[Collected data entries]

'''

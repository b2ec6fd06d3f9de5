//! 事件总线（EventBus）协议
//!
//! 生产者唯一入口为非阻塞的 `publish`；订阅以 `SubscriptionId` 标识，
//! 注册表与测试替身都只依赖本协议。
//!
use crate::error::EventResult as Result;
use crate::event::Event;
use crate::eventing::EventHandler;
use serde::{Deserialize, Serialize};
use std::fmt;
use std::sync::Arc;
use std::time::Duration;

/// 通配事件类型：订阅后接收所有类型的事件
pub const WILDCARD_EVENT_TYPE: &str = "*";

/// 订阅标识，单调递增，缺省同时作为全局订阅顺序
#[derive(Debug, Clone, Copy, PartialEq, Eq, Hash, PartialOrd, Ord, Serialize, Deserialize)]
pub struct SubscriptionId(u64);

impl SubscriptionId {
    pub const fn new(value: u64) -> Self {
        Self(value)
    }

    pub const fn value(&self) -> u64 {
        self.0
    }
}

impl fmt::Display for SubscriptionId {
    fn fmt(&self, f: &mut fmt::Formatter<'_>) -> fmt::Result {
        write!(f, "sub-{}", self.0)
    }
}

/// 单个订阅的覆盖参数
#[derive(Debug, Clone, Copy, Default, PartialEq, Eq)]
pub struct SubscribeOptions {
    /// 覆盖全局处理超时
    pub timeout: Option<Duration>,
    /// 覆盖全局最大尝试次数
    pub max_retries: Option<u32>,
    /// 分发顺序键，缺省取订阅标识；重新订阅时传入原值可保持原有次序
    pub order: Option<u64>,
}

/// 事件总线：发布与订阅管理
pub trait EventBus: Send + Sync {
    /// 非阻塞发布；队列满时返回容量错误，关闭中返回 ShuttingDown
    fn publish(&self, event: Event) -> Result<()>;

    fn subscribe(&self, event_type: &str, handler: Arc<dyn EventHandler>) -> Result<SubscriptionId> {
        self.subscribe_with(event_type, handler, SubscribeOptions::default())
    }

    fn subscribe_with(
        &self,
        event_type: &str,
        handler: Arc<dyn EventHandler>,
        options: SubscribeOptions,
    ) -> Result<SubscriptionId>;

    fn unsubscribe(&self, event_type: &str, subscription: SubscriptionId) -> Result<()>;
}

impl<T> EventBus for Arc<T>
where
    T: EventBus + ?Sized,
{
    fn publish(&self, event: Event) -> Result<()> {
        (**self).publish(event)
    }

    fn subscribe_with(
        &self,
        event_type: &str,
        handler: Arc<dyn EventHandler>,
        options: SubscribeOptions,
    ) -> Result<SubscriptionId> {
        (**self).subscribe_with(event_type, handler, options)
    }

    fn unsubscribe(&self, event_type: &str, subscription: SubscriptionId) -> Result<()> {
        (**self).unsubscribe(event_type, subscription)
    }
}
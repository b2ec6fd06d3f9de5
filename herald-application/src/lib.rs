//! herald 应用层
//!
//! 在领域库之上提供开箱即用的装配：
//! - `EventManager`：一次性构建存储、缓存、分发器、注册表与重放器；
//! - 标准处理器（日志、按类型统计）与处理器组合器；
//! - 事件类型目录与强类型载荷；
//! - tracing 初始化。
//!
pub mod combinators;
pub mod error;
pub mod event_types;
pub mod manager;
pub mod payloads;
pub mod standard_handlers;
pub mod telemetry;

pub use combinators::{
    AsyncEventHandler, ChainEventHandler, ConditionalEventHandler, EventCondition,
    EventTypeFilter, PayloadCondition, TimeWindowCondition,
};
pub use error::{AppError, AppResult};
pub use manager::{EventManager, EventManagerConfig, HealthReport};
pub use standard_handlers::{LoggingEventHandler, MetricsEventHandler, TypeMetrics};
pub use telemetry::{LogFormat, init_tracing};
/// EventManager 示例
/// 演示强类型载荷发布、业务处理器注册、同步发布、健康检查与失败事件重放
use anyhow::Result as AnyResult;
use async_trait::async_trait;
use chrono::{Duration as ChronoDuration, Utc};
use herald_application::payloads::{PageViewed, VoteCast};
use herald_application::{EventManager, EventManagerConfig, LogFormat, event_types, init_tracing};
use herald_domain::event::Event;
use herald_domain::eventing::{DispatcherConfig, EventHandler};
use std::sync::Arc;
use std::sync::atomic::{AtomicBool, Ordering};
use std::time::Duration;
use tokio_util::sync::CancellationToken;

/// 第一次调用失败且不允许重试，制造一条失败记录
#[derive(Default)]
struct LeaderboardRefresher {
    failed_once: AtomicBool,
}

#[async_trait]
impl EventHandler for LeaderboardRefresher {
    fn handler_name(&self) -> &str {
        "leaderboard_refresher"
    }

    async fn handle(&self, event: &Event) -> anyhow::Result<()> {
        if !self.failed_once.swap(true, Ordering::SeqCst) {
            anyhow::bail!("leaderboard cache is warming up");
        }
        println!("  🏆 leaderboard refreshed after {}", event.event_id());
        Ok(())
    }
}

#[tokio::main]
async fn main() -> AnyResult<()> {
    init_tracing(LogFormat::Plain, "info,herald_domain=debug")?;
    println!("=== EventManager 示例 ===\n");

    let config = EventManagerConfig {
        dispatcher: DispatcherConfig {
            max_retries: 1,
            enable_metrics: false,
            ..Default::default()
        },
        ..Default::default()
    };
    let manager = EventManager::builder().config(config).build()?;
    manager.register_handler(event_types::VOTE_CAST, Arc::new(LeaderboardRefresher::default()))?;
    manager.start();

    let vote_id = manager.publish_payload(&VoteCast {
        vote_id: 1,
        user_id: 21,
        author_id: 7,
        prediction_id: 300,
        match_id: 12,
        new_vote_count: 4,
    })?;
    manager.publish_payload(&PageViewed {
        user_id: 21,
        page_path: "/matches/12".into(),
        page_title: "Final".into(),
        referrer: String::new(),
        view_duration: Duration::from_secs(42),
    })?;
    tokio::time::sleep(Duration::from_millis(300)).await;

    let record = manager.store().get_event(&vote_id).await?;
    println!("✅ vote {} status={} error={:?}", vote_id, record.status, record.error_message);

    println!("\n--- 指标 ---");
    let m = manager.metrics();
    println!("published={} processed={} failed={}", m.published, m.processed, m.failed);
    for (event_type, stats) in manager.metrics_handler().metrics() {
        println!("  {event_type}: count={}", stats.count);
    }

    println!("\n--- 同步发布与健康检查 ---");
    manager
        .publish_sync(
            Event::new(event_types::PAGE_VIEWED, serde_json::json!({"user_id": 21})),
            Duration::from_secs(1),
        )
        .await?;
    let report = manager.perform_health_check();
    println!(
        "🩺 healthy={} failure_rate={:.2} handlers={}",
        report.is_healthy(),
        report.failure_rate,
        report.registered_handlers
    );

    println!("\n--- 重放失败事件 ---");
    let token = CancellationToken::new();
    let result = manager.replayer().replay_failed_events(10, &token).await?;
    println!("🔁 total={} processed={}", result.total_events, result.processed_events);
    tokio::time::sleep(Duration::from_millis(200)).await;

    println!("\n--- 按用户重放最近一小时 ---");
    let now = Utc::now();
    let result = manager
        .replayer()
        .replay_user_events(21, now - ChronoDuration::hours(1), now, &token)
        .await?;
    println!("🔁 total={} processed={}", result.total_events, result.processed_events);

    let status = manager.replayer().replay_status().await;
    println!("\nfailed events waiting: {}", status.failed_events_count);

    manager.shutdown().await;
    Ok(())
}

'''

● **Work instruction**
In the entries above, find each line containing the string "AnyResult" and copy it.

● **Problem solution**
use anyhow::Result as AnyResult;
async fn main() -> AnyResult<()> {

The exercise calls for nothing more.